*What needs to be done*.
Where does "SessionConfig" appear in the data? Return each line that holds it.

Stored data
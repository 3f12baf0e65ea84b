//! TOML bootstrap configuration
//!
//! Every field has a built-in default, so an absent file or an empty file is
//! a valid configuration. Command-line overrides are applied by the binary.

use crate::{Error, Result};
use serde::{Deserialize, Serialize};
use std::path::{Path, PathBuf};
use tracing::{info, warn};

/// Environment variable naming an explicit config file
pub const CONFIG_ENV_VAR: &str = "FOLLOWNET_CONFIG";

/// Bootstrap configuration loaded from `follownet.toml`
#[derive(Debug, Clone, Default, PartialEq, Serialize, Deserialize)]
pub struct TomlConfig {
    #[serde(default)]
    pub server: ServerConfig,

    #[serde(default)]
    pub logging: LoggingConfig,

    #[serde(default)]
    pub sessions: SessionConfig,

    #[serde(default)]
    pub github: GitHubConfig,

    #[serde(default)]
    pub cors: CorsConfig,
}

/// HTTP listener
#[derive(Debug, Clone, PartialEq, Serialize, Deserialize)]
pub struct ServerConfig {
    #[serde(default = "default_bind_address")]
    pub bind_address: String,
    #[serde(default = "default_port")]
    pub port: u16,
}

/// Logging configuration
#[derive(Debug, Clone, PartialEq, Serialize, Deserialize)]
pub struct LoggingConfig {
    /// Log level (trace, debug, info, warn, error); `RUST_LOG` wins when set
    #[serde(default = "default_log_level")]
    pub level: String,
}

/// Session orchestration limits
#[derive(Debug, Clone, PartialEq, Serialize, Deserialize)]
pub struct SessionConfig {
    /// Limit applied when a request does not name one
    #[serde(default = "default_limit")]
    pub default_limit: usize,
    /// Safety ceiling for every session, including "unlimited" ones
    #[serde(default = "default_hard_limit")]
    pub hard_limit: usize,
    /// How long a stop request may remain unhonored
    #[serde(default = "default_grace_period_ms")]
    pub grace_period_ms: u64,
    /// How long a lossless event may wait on a client that stopped reading
    #[serde(default = "default_idle_timeout_secs")]
    pub idle_timeout_secs: u64,
    /// Outbound event queue capacity per session
    #[serde(default = "default_event_buffer")]
    pub event_buffer: usize,
    /// Retention of final snapshots for export
    #[serde(default = "default_snapshot_ttl_secs")]
    pub snapshot_ttl_secs: u64,
    #[serde(default = "default_snapshot_capacity")]
    pub snapshot_capacity: usize,
}

/// GitHub extractor settings
#[derive(Debug, Clone, PartialEq, Serialize, Deserialize)]
pub struct GitHubConfig {
    #[serde(default = "default_github_base_url")]
    pub base_url: String,
    #[serde(default = "default_user_agent")]
    pub user_agent: String,
    /// Upper bound on follower/stargazer list pages per session
    #[serde(default = "default_max_pages")]
    pub max_pages: u32,
    /// Pause between consecutive page loads
    #[serde(default = "default_request_delay_ms")]
    pub request_delay_ms: u64,
    #[serde(default = "default_request_timeout_secs")]
    pub request_timeout_secs: u64,
}

/// Browser origins allowed to call the API
#[derive(Debug, Clone, PartialEq, Serialize, Deserialize)]
pub struct CorsConfig {
    #[serde(default = "default_allowed_origins")]
    pub allowed_origins: Vec<String>,
}

fn default_bind_address() -> String {
    "127.0.0.1".to_string()
}

fn default_port() -> u16 {
    8000
}

fn default_log_level() -> String {
    "info".to_string()
}

fn default_limit() -> usize {
    100
}

fn default_hard_limit() -> usize {
    1000
}

fn default_grace_period_ms() -> u64 {
    5000
}

fn default_idle_timeout_secs() -> u64 {
    300
}

fn default_event_buffer() -> usize {
    64
}

fn default_snapshot_ttl_secs() -> u64 {
    3600
}

fn default_snapshot_capacity() -> usize {
    64
}

fn default_github_base_url() -> String {
    "https://github.com".to_string()
}

fn default_user_agent() -> String {
    concat!("follownet/", env!("CARGO_PKG_VERSION")).to_string()
}

fn default_max_pages() -> u32 {
    5
}

fn default_request_delay_ms() -> u64 {
    250
}

fn default_request_timeout_secs() -> u64 {
    30
}

fn default_allowed_origins() -> Vec<String> {
    vec!["http://localhost:3000".to_string()]
}

impl Default for ServerConfig {
    fn default() -> Self {
        Self {
            bind_address: default_bind_address(),
            port: default_port(),
        }
    }
}

impl Default for LoggingConfig {
    fn default() -> Self {
        Self {
            level: default_log_level(),
        }
    }
}

impl Default for SessionConfig {
    fn default() -> Self {
        Self {
            default_limit: default_limit(),
            hard_limit: default_hard_limit(),
            grace_period_ms: default_grace_period_ms(),
            idle_timeout_secs: default_idle_timeout_secs(),
            event_buffer: default_event_buffer(),
            snapshot_ttl_secs: default_snapshot_ttl_secs(),
            snapshot_capacity: default_snapshot_capacity(),
        }
    }
}

impl Default for GitHubConfig {
    fn default() -> Self {
        Self {
            base_url: default_github_base_url(),
            user_agent: default_user_agent(),
            max_pages: default_max_pages(),
            request_delay_ms: default_request_delay_ms(),
            request_timeout_secs: default_request_timeout_secs(),
        }
    }
}

impl Default for CorsConfig {
    fn default() -> Self {
        Self {
            allowed_origins: default_allowed_origins(),
        }
    }
}

impl TomlConfig {
    /// Reject values the service cannot run with
    pub fn validate(&self) -> Result<()> {
        let sessions = &self.sessions;
        if sessions.hard_limit == 0 {
            return Err(Error::Config("sessions.hard_limit must be positive".into()));
        }
        if sessions.default_limit == 0 || sessions.default_limit > sessions.hard_limit {
            return Err(Error::Config(format!(
                "sessions.default_limit must be between 1 and hard_limit ({})",
                sessions.hard_limit
            )));
        }
        if sessions.event_buffer == 0 {
            return Err(Error::Config("sessions.event_buffer must be positive".into()));
        }
        if self.github.max_pages == 0 {
            return Err(Error::Config("github.max_pages must be positive".into()));
        }
        Ok(())
    }
}

/// Default config file location: `<config dir>/follownet/follownet.toml`
pub fn default_config_path() -> Option<PathBuf> {
    dirs::config_dir().map(|d| d.join("follownet").join("follownet.toml"))
}

/// Config file resolution order: explicit path, `FOLLOWNET_CONFIG`, OS default
pub fn resolve_config_path(cli_arg: Option<&Path>) -> Option<PathBuf> {
    if let Some(path) = cli_arg {
        return Some(path.to_path_buf());
    }
    if let Ok(path) = std::env::var(CONFIG_ENV_VAR) {
        if !path.trim().is_empty() {
            return Some(PathBuf::from(path));
        }
    }
    default_config_path()
}

/// Parse TOML text into a validated configuration
pub fn parse_toml_config(content: &str) -> Result<TomlConfig> {
    let config: TomlConfig =
        toml::from_str(content).map_err(|e| Error::Config(format!("Parse TOML failed: {}", e)))?;
    config.validate()?;
    Ok(config)
}

/// Load configuration from `path`; a missing file yields defaults
pub fn load_toml_config(path: &Path) -> Result<TomlConfig> {
    if !path.exists() {
        info!("No config file at {}, using built-in defaults", path.display());
        return Ok(TomlConfig::default());
    }

    let content = std::fs::read_to_string(path)
        .map_err(|e| Error::Config(format!("Read {} failed: {}", path.display(), e)))?;
    let config = parse_toml_config(&content)?;
    info!("Loaded configuration from {}", path.display());
    Ok(config)
}

/// Load from the resolved path, or defaults when no path can be determined
pub fn load_resolved(cli_arg: Option<&Path>) -> Result<TomlConfig> {
    match resolve_config_path(cli_arg) {
        Some(path) => load_toml_config(&path),
        None => {
            warn!("Could not determine config directory, using built-in defaults");
            Ok(TomlConfig::default())
        }
    }
}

*Solution below*.
    pub sessions: SessionConfig,
pub struct SessionConfig {
impl Default for SessionConfig {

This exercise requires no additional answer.